A team from the Institut de Recherche Mathématique Avancée (IRMA) in the University of Strasbourg:
3. Key ideas
We are going to give full details on how we implement the project as publications proceed, but the key ideas were already plainly stated in:
- Diggle and Gratton (1984) Monte Carlo Methods of Inference for Implicit Statistical Models, Journal of the Royal Statistical Society: Series B (Methodological), Volume 46, Issue 2, Pages 193–212.
- Wood (2010) Statistical inference for noisy nonlinear ecological dynamic systems, Nature, 466, Pages 1102–1104.
For the impatient, what we do now is very close to what is done in the last example of Diggle and Gratton (1984). We use the antennal lobe (first olfactory relay) of the locust, Schistocerca americana as a "test" system. A lot of data are publicly available for this system on zenodo. This network is made of 810 Projection neurons that spike and about 300 interneurones that do not spike. We choose a probability distribution constrained by known anatomical data for the graph (this can be seen as a rule that allows us to generate networks by drawing connections with probabilities that are specific to the types of neurons connected; these probabilities are in fact the model parameters we want to estimate), we choose a dynamics for the neurons (this dynamics also depends on some parameters that are drawn from a prior distribution), we simulate the whole network, we compute statistics (inter-spike interval distributions, cross-correlograms, etc.) from the simulated spike trains and we estimate the distribution of these statistics, before comparing these distributions with the (same) statistics computed from the real data.
4. Publications
- Antonio Galves, Eva Löcherbach and Christophe Pouzat (2024) Probabilistic Spiking Neuronal Nets. Neuromathematics for the Computer Era, Springer, book series: Lecture Notes on Mathematical Modelling in the Life Sciences. The companion website describes and documents the codes simulating the models introduced in the book.
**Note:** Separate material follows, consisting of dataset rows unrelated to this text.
//! Credential ingestion and the shared session cookie jar.
//!
//! Credential input arrives in whatever shape the user managed to export
//! from their browser: a `;`/`,`/newline delimited string, a JSON array of
//! records, a JSON object map, or the tab-separated browser-export table.
//! [`normalize`] folds all of them into one canonical ordered cookie set;
//! [`validate_identity`] gates login on the two mandatory identity cookies.
//!
//! The [`CookieJar`] is the one mutable store shared by the HTTP and
//! real-time transports. Merges are last-write-wins by (name, domain);
//! insertion order of first-seen names is preserved.

use std::time::{SystemTime, UNIX_EPOCH};

use msgr_protocol::{
    ALT_USER_ID_COOKIE, CookieRecord, PRIMARY_DOMAIN, SECONDARY_DOMAIN, SESSION_SECRET_COOKIE,
    SessionCookie, USER_ID_COOKIE,
};
use parking_lot::RwLock;
use serde_json::Value;
use tracing::debug;

use crate::error::{Result, TransportError};

/// Parses any supported credential input format into a canonical cookie set.
///
/// Detection order: structural JSON cues first (leading `[` or `{`), then
/// the tab-separated export table (≥ 7 fields per line), then delimiter
/// heuristics. Pure; does not touch any jar.
pub fn normalize(input: &str) -> Result<Vec<SessionCookie>> {
    let trimmed = input.trim();
    if trimmed.is_empty() {
        return Err(TransportError::InvalidInput(
            "credential input is empty".into(),
        ));
    }
    if trimmed.starts_with('[') || trimmed.starts_with('{') {
        let value: Value = serde_json::from_str(trimmed)
            .map_err(|e| TransportError::InvalidInput(format!("invalid JSON credentials: {e}")))?;
        return normalize_value(&value);
    }
    if looks_like_export(trimmed) {
        return parse_export(trimmed);
    }
    parse_delimited(trimmed)
}

/// Normalizes already-parsed JSON credentials: an array of cookie records or
/// a flat `{name: value}` object map.
pub fn normalize_value(value: &Value) -> Result<Vec<SessionCookie>> {
    let cookies = match value {
        Value::Array(items) => {
            let mut cookies = Vec::with_capacity(items.len());
            for item in items {
                let record: CookieRecord = serde_json::from_value(item.clone()).map_err(|e| {
                    TransportError::InvalidInput(format!("invalid cookie record: {e}"))
                })?;
                cookies.push(SessionCookie::from(record));
            }
            cookies
        }
        // map iteration follows source order (serde_json preserve_order)
        Value::Object(map) => map
            .iter()
            .map(|(name, value)| {
                let value = match value {
                    Value::String(s) => s.clone(),
                    other => other.to_string(),
                };
                SessionCookie::new(name.clone(), value)
            })
            .collect(),
        _ => {
            return Err(TransportError::InvalidInput(
                "JSON credentials must be an array or object".into(),
            ));
        }
    };
    Ok(dedupe(cookies))
}

/// Fails unless the set carries an identity cookie (`c_user` or `i_user`)
/// and the session secret cookie (`xs`).
pub fn validate_identity(cookies: &[SessionCookie]) -> Result<()> {
    let has_identity = cookies
        .iter()
        .any(|c| c.name == USER_ID_COOKIE || c.name == ALT_USER_ID_COOKIE);
    let has_secret = cookies.iter().any(|c| c.name == SESSION_SECRET_COOKIE);
    match (has_identity, has_secret) {
        (true, true) => Ok(()),
        (false, _) => Err(TransportError::InvalidInput(format!(
            "missing identity cookie ({USER_ID_COOKIE}); the app state does not contain a logged-in session"
        ))),
        (_, false) => Err(TransportError::InvalidInput(format!(
            "missing session secret cookie ({SESSION_SECRET_COOKIE}); the app state is incomplete or expired"
        ))),
    }
}

fn looks_like_export(input: &str) -> bool {
    input
        .lines()
        .find(|line| !line.trim().is_empty() && !line.starts_with('#'))
        .is_some_and(|line| line.split('\t').count() >= 7)
}

/// Tab-separated export rows: domain, flag, path, secure, expiry, name, value.
fn parse_export(input: &str) -> Result<Vec<SessionCookie>> {
    let mut cookies = Vec::new();
    for line in input.lines() {
        let line = line.trim_end();
        if line.trim().is_empty() || line.starts_with('#') {
            continue;
        }
        let fields: Vec<&str> = line.split('\t').collect();
        if fields.len() < 7 {
            return Err(TransportError::InvalidInput(format!(
                "export row has {} fields, expected at least 7",
                fields.len()
            )));
        }
        let expires = fields[4].parse::<i64>().ok().filter(|&e| e > 0);
        cookies.push(SessionCookie {
            name: fields[5].to_string(),
            value: fields[6..].join("\t"),
            domain: fields[0].to_string(),
            path: fields[2].to_string(),
            expires,
        });
    }
    if cookies.is_empty() {
        return Err(TransportError::InvalidInput(
            "export-format credentials contained no cookie rows".into(),
        ));
    }
    Ok(dedupe(cookies))
}

fn parse_delimited(input: &str) -> Result<Vec<SessionCookie>> {
    let delimiter = if input.contains(';') {
        ';'
    } else if input.contains('\n') {
        '\n'
    } else {
        ','
    };
    let mut cookies = Vec::new();
    for pair in input.split(delimiter) {
        let pair = pair.trim();
        if pair.is_empty() {
            continue;
        }
        let Some((name, value)) = pair.split_once('=') else {
            return Err(TransportError::InvalidInput(format!(
                "cookie pair {pair:?} is not in name=value form"
            )));
        };
        cookies.push(SessionCookie::new(name.trim(), value.trim()));
    }
    if cookies.is_empty() {
        return Err(TransportError::InvalidInput(
            "credential string contained no name=value pairs".into(),
        ));
    }
    Ok(dedupe(cookies))
}

/// Last occurrence wins, first-seen order preserved.
fn dedupe(cookies: Vec<SessionCookie>) -> Vec<SessionCookie> {
    let mut out: Vec<SessionCookie> = Vec::with_capacity(cookies.len());
    for cookie in cookies {
        if let Some(existing) = out
            .iter_mut()
            .find(|c| c.name == cookie.name && c.domain == cookie.domain)
        {
            *existing = cookie;
        } else {
            out.push(cookie);
        }
    }
    out
}

/// Shared mutable cookie store for one logical session.
///
/// Interior locking keeps concurrent Set-Cookie merges from the HTTP and
/// real-time paths safe; last-write-wins per (name, domain) is the merge
/// policy, no transactional isolation.
#[derive(Debug, Default)]
pub struct CookieJar {
    cookies: RwLock<Vec<SessionCookie>>,
}

impl CookieJar {
    pub fn new() -> Self {
        Self::default()
    }

    /// Builds a jar from an already-normalized cookie set, mirroring each
    /// cookie onto the secondary domain.
    pub fn from_cookies(cookies: Vec<SessionCookie>) -> Self {
        let jar = Self::new();
        for cookie in cookies {
            jar.set(cookie);
        }
        jar
    }

    /// Upserts a cookie and keeps its secondary-domain mirror in sync.
    pub fn set(&self, cookie: SessionCookie) {
        let mirror = mirror_domain(&cookie.domain).map(|domain| cookie.with_domain(domain));
        let mut guard = self.cookies.write();
        upsert(&mut guard, cookie);
        if let Some(mirror) = mirror {
            upsert(&mut guard, mirror);
        }
    }

    /// First value for `name`, preferring the primary domain.
    pub fn get(&self, name: &str) -> Option<String> {
        let guard = self.cookies.read();
        guard
            .iter()
            .filter(|c| c.name == name)
            .min_by_key(|c| if c.domain.contains("facebook") { 0 } else { 1 })
            .map(|c| c.value.clone())
    }

    /// Parses and merges `Set-Cookie` header values from a response.
    pub fn merge_set_cookie_headers<'a>(&self, headers: impl IntoIterator<Item = &'a str>) {
        for header in headers {
            match parse_set_cookie(header) {
                Some(cookie) => {
                    debug!(name = %cookie.name, domain = %cookie.domain, "merging response cookie");
                    self.set(cookie);
                }
                None => debug!(header, "skipping unparseable Set-Cookie header"),
            }
        }
    }

    /// Renders the `Cookie:` header value for a request to `host`.
    pub fn header_value(&self, host: &str) -> String {
        let guard = self.cookies.read();
        let pairs: Vec<String> = guard
            .iter()
            .filter(|c| domain_matches(&c.domain, host))
            .map(|c| format!("{}={}", c.name, c.value))
            .collect();
        pairs.join("; ")
    }

    /// Snapshot of the full cookie set.
    pub fn cookies(&self) -> Vec<SessionCookie> {
        self.cookies.read().clone()
    }

    /// Serializes the jar as a JSON app state the caller can persist and
    /// feed back into [`normalize`] on the next run.
    pub fn serialize(&self) -> String {
        serde_json::to_string(&*self.cookies.read()).unwrap_or_else(|_| "[]".to_string())
    }

    /// Discards the entire set. Logout is the only path that does this;
    /// cookies are never deleted individually.
    pub fn clear(&self) {
        self.cookies.write().clear();
    }

    pub fn is_empty(&self) -> bool {
        self.cookies.read().is_empty()
    }
}
//! Transport-level error type.

use thiserror::Error;

pub type Result<T> = std::result::Result<T, TransportError>;

#[derive(Debug, Error)]
pub enum TransportError {
    /// Credential input could not be parsed into a cookie set, or the set is
    /// missing a mandatory identity cookie.
    #[error("invalid credential input: {0}")]
    InvalidInput(String),

    /// Connectivity-level failure (DNS, TLS, connection reset).
    #[error("network error: {0}")]
    Network(String),

    /// Terminal non-success HTTP status, after retries where applicable.
    /// Carries the last status seen and a snippet of the body.
    #[error("server returned status {status}: {body}")]
    Status { status: u16, body: String },

    /// WebSocket-level failure on the persistent transport.
    #[error("websocket error: {0}")]
    WebSocket(String),

    /// The persistent transport is closed; no further frames can be sent.
    #[error("transport closed")]
    Closed,
}

impl From<reqwest::Error> for TransportError {
    fn from(err: reqwest::Error) -> Self {
        TransportError::Network(err.to_string())
    }
}

impl From<tokio_tungstenite::tungstenite::Error> for TransportError {
    fn from(err: tokio_tungstenite::tungstenite::Error) -> Self {
        TransportError::WebSocket(err.to_string())
    }
}
/// Connection lifecycle. `Disconnected` is both the initial and the
/// after-close state; the supervisor moves back to `Connecting`
/// automatically unless the caller stopped listening.
#[derive(Debug, Clone, Copy, PartialEq, Eq)]
pub enum ChannelState {
    Disconnected,
    Connecting,
    Connected,
}

/// Reconnect bounds: exponential backoff from `base`, capped at `cap`,
/// giving up after `max_attempts` consecutive failures.
#[derive(Debug, Clone, Copy)]
pub struct ReconnectPolicy {
    pub base: Duration,
    pub cap: Duration,
    pub max_attempts: u32,
}

impl Default for ReconnectPolicy {
    fn default() -> Self {
        Self {
            base: Duration::from_secs(2),
            cap: Duration::from_secs(60),
            max_attempts: 5,
        }
    }
}

/// Dials one pub/sub connection. The channel never constructs transports
/// directly so tests can hand it an in-memory implementation.
#[async_trait]
pub trait Connector: Send + Sync {
    async fn connect(&self) -> Result<(Arc<dyn Transport>, mpsc::UnboundedReceiver<Frame>)>;
}

/// Production connector dialing the context's real-time endpoint.
pub struct WsConnector {
    endpoint: String,
    jar: Arc<CookieJar>,
    user_agent: String,
}

impl WsConnector {
    pub fn new(endpoint: impl Into<String>, jar: Arc<CookieJar>, user_agent: impl Into<String>) -> Self {
        Self {
            endpoint: endpoint.into(),
            jar,
            user_agent: user_agent.into(),
        }
    }
}

#[async_trait]
impl Connector for WsConnector {
    async fn connect(&self) -> Result<(Arc<dyn Transport>, mpsc::UnboundedReceiver<Frame>)> {
        let (transport, rx) = WsTransport::connect(&self.endpoint, &self.jar, &self.user_agent)
            .await
            .map_err(Error::from)?;
        Ok((Arc::new(transport) as Arc<dyn Transport>, rx))
    }
}

pub struct RealtimeChannel {
    ctx: Arc<SessionContext>,
    state: Mutex<ChannelState>,
    transport: Mutex<Option<Arc<dyn Transport>>>,
    stopped: AtomicBool,
    reconnect: ReconnectPolicy,
    call_timeout: Duration,
    supervisor: Mutex<Option<JoinHandle<()>>>,
    refresher: Mutex<Option<Arc<TokenRefresher>>>,
}
#[cfg(test)]
mod tests {
    use super::*;
    use crate::target::genesis_target;
    use num_traits::Zero;

    #[test]
    fn test_unit_table() {
        assert_eq!(DifficultyUnit::Units.multiplier(), 1.0);
        assert_eq!(DifficultyUnit::Tera.multiplier(), 1e12);
        assert_eq!(DifficultyUnit::Exa.multiplier(), 1e18);
        assert_eq!(DifficultyUnit::Units.label(), "Units");
        assert_eq!(DifficultyUnit::Giga.label(), "G");
        assert_eq!(DifficultyUnit::Peta.name(), "Peta");
        assert_eq!(DifficultyUnit::default(), DifficultyUnit::Units);
    }

    #[test]
    fn test_unit_from_str() {
        assert_eq!(DifficultyUnit::from_str(""), Some(DifficultyUnit::Units));
        assert_eq!(DifficultyUnit::from_str("units"), Some(DifficultyUnit::Units));
        assert_eq!(DifficultyUnit::from_str("T"), Some(DifficultyUnit::Tera));
        assert_eq!(DifficultyUnit::from_str("mega"), Some(DifficultyUnit::Mega));
        assert_eq!(DifficultyUnit::from_str("x"), None);
        for unit in DifficultyUnit::ALL {
            assert_eq!(DifficultyUnit::from_str(unit.symbol()), Some(unit));
        }
    }

    #[test]
    fn test_format_difficulty() {
        assert_eq!(format_difficulty(88.4e12, DifficultyUnit::Tera), "88.4");
        assert_eq!(format_difficulty(1e12, DifficultyUnit::Units), "1000000000000");
        assert_eq!(format_difficulty(1.0, DifficultyUnit::Units), "1");
        assert_eq!(format_difficulty(1500.0, DifficultyUnit::Kilo), "1.5");
        assert_eq!(format_difficulty(1.0, DifficultyUnit::Mega), "0.000001");
        assert_eq!(format_difficulty(1.0, DifficultyUnit::Giga), "0");
        assert_eq!(format_difficulty(100.0, DifficultyUnit::Units), "100");
        assert_eq!(format_difficulty(-0.0, DifficultyUnit::Units), "0");
    }

    #[test]
    fn test_format_difficulty_rounds_halves_up() {
        // 7.8125 / 1000 is exactly 2^-7 = 0.0078125
        assert_eq!(format_difficulty(7.8125, DifficultyUnit::Kilo), "0.007813");
        assert_eq!(format_difficulty(0.0078124, DifficultyUnit::Units), "0.007812");
        assert_eq!(format_difficulty(1.6e-6, DifficultyUnit::Units), "0.000002");
    }

    #[test]
    fn test_format_difficulty_non_finite() {
        assert_eq!(format_difficulty(f64::NAN, DifficultyUnit::Tera), "NaN");
        assert_eq!(format_difficulty(f64::INFINITY, DifficultyUnit::Tera), "Infinity");
        assert_eq!(format_difficulty(f64::NEG_INFINITY, DifficultyUnit::Units), "-Infinity");
    }

    #[test]
    fn test_parse_difficulty() {
        assert_eq!(parse_difficulty("88.4", DifficultyUnit::Tera), 88.4 * 1e12);
        assert_eq!(parse_difficulty("  12abc", DifficultyUnit::Units), 12.0);
        assert_eq!(parse_difficulty("1e3", DifficultyUnit::Kilo), 1e6);
        assert_eq!(parse_difficulty(".5", DifficultyUnit::Units), 0.5);
        assert_eq!(parse_difficulty("7.", DifficultyUnit::Units), 7.0);
        assert_eq!(parse_difficulty("2e", DifficultyUnit::Units), 2.0);
        assert_eq!(parse_difficulty("-3", DifficultyUnit::Units), -3.0);
        assert_eq!(parse_difficulty("Infinity", DifficultyUnit::Units), f64::INFINITY);
        assert_eq!(parse_difficulty("", DifficultyUnit::Tera), 0.0);
        assert_eq!(parse_difficulty("abc", DifficultyUnit::Tera), 0.0);
        assert_eq!(parse_difficulty(".", DifficultyUnit::Tera), 0.0);
        assert_eq!(parse_difficulty("-", DifficultyUnit::Tera), 0.0);
    }

    #[test]
    fn test_parse_leading_zeros() {
        assert_eq!(parse_leading_zeros("70"), Some(70));
        assert_eq!(parse_leading_zeros(" 12.9"), Some(12));
        assert_eq!(parse_leading_zeros("-1"), Some(-1));
        assert_eq!(parse_leading_zeros("abc"), None);
        assert_eq!(parse_leading_zeros(""), None);
    }

    #[test]
    fn test_format_grouped() {
        assert_eq!(format_grouped(999.0), "999");
        assert_eq!(format_grouped(1000.0), "1,000");
        assert_eq!(format_grouped(12_345.678_9), "12,345.679");
        assert_eq!(
            format_grouped(1_180_591_620_717_411_303_424.0),
            "1,180,591,620,717,411,303,424"
        );
        assert_eq!(format_grouped(-1234.5), "-1,234.5");
        assert_eq!(format_grouped(0.0), "0");
        assert_eq!(format_grouped(f64::INFINITY), "∞");
        assert_eq!(format_grouped(f64::NAN), "NaN");
    }

    #[test]
    fn test_format_grouped_rounding() {
        assert_eq!(format_grouped(0.0625), "0.063");
        assert_eq!(format_grouped(-0.0625), "-0.063");
        assert_eq!(format_grouped(1_234.0625), "1,234.063");
        assert_eq!(format_grouped(0.0624), "0.062");
        assert_eq!(format_grouped(-0.0004), "-0");
    }

    #[test]
    fn test_format_large_number() {
        assert_eq!(format_large_number(999.0), "999");
        assert_eq!(format_large_number(1_500_000.0), "1.5 million");
        assert_eq!(format_large_number(1e6), "1.0 million");
        assert_eq!(format_large_number(25e9), "25 billion");
        assert_eq!(format_large_number(2f64.powi(70)), "1.2 sextillion");
        assert_eq!(format_large_number(4.2e39), "4.2 duodecillion");
        // No names past duodecillion
        assert_eq!(format_large_number(1e42), "1000 duodecillion");
    }

    #[test]
    fn test_format_large_number_rounding() {
        assert_eq!(format_large_number(1_250_000.0), "1.3 million");
        assert_eq!(format_large_number(1_249_999.0), "1.2 million");
        // Still under 10 before rounding, so one decimal is kept
        assert_eq!(format_large_number(9.96e6), "10.0 million");
        assert_eq!(format_large_number(10.5e9), "11 billion");
    }

    #[test]
    fn test_format_target_hex() {
        assert_eq!(format_target_hex(&BigUint::zero()), format!("0x{}", "0".repeat(64)));
        assert_eq!(
            format_target_hex(genesis_target()),
            "0x00000000ffff0000000000000000000000000000000000000000000000000000"
        );
    }

    #[test]
    fn test_format_target_binary() {
        let zero = format_target_binary(&BigUint::zero());
        assert_eq!(zero.len(), 256);
        assert!(zero.chars().all(|c| c == '0'));

        let genesis = format_target_binary(genesis_target());
        assert_eq!(genesis.len(), 256);
        assert!(genesis.starts_with(&format!("{}{}", "0".repeat(32), "1".repeat(16))));
    }
}
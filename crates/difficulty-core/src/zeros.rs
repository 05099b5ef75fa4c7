//! Leading zero bit counting and the reverse synthesis of targets.
//!
//! A hash meets a target roughly when it starts with as many zero bits as
//! the target does, so the leading zero count is a readable proxy for
//! difficulty.

use num_bigint::BigUint;
use num_traits::{One, Zero};

use crate::convert::{difficulty_from_target, target_from_difficulty};
use crate::error::{ConversionError, Result};
use crate::target::{leading_zero_bits, TARGET_BITS};

/// Largest accepted leading zero count.
pub const MAX_LEADING_ZEROS: i64 = 255;

/// Number of zeroes spelled out by [`binary_pattern_preview`].
const PREVIEW_ZEROS: usize = 32;

/// Calculate how many leading zero bits a hash needs for a given difficulty.
pub fn required_leading_zero_bits(difficulty: f64) -> Result<u32> {
    let target = target_from_difficulty(difficulty)?;
    Ok(leading_zero_bits(&target))
}

/// Build the target implied by exactly `zeroes` leading zero bits.
///
/// That is a single set bit right after the zeroes: `2^(255 - zeroes)`.
/// At 255 zeroes there are no bits left and the target is 0.
pub fn target_from_leading_zero_bits(zeroes: i64) -> Result<BigUint> {
    if !(0..=MAX_LEADING_ZEROS).contains(&zeroes) {
        log::debug!("rejecting leading zero count {}", zeroes);
        return Err(ConversionError::InvalidRange(zeroes));
    }

    let remaining = (TARGET_BITS as i64 - 1 - zeroes) as u32;
    if remaining == 0 {
        return Ok(BigUint::zero());
    }
    Ok(BigUint::one() << remaining)
}

/// Calculate difficulty from a leading zero count (reverse conversion).
///
/// Returns `f64::INFINITY` for 255 zeroes.
pub fn difficulty_from_leading_zero_bits(zeroes: i64) -> Result<f64> {
    let target = target_from_leading_zero_bits(zeroes)?;
    Ok(difficulty_from_target(&target))
}

/// Odds of a random hash having `zeroes` leading zero bits, as "1 in N".
pub fn hash_probability(zeroes: i64) -> f64 {
    2f64.powi(zeroes.clamp(i32::MIN as i64, i32::MAX as i64) as i32)
}

/// Short binary picture of a hash with `zeroes` leading zero bits.
///
/// At most 32 zeroes are spelled out, followed by `1...` when the first
/// set bit falls inside that window.
pub fn binary_pattern_preview(zeroes: i64) -> String {
    let shown = zeroes.clamp(0, PREVIEW_ZEROS as i64) as usize;
    let mut pattern = "0".repeat(shown);
    if zeroes < PREVIEW_ZEROS as i64 {
        pattern.push_str("1...");
    } else {
        pattern.push_str("...");
    }
    pattern
}

/// Share of the 256 hash bits that must be zero, in percent.
pub fn zeroes_ratio_percent(zeroes: i64) -> f64 {
    zeroes as f64 / TARGET_BITS as f64 * 100.0
}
- Morgan André, Christophe Pouzat (2025) A Quasi-Stationary Approach to Metastability in a System of Spiking Neurons with Synaptic Plasticity, Mathematical Neuroscience and Applications 4, DOI: 10.46298/mna.7668; the associated simulation and analysis codes are available from the following
GitLab
repository: Metastability in a System of Spiking Neurons with Synaptic Plasticity.
5. Talks
- Loi quasi-stationnaire et méta-stabilité pour un modèle neuronal stochastique de la mémoire de travail, présentation donnée au séminaire Math-Bio-Santé à Toulouse le 13 septembre 2024. Tous les détails et toutes les références se trouvent dans le manuscrit déposé sur HAL.
- A Quasi-Stationary Approach to Metastability in a System of Spiking Neurons with Synaptic Plasticity, joint work with Morgan André: an Invited Lecture given at LASCON IX, on January 22 2024 in the Special Session in Honor of Antonio Galves. The talk is available on YouTube.
- What to do with extracellular recordings? A proposal. A talk given at the Eurandom's Stochastic Models in Life Science workshop on September 6 2023.
- Neuronal network structure inference by simulation, MoMA seminar, Dipartimento di Matematica, Sapienza, Università di Roma, May 19 2023.
6. Codes
This is work in progress!
- Probabilistic Spiking Neuronal Nets: Companion contains mostly `Python` codes illustrating how to simulated the models of the book with the same title and how to extend these models.
- network-codes-in-fortran a
Fortran
version of the codes for more "serious" applications.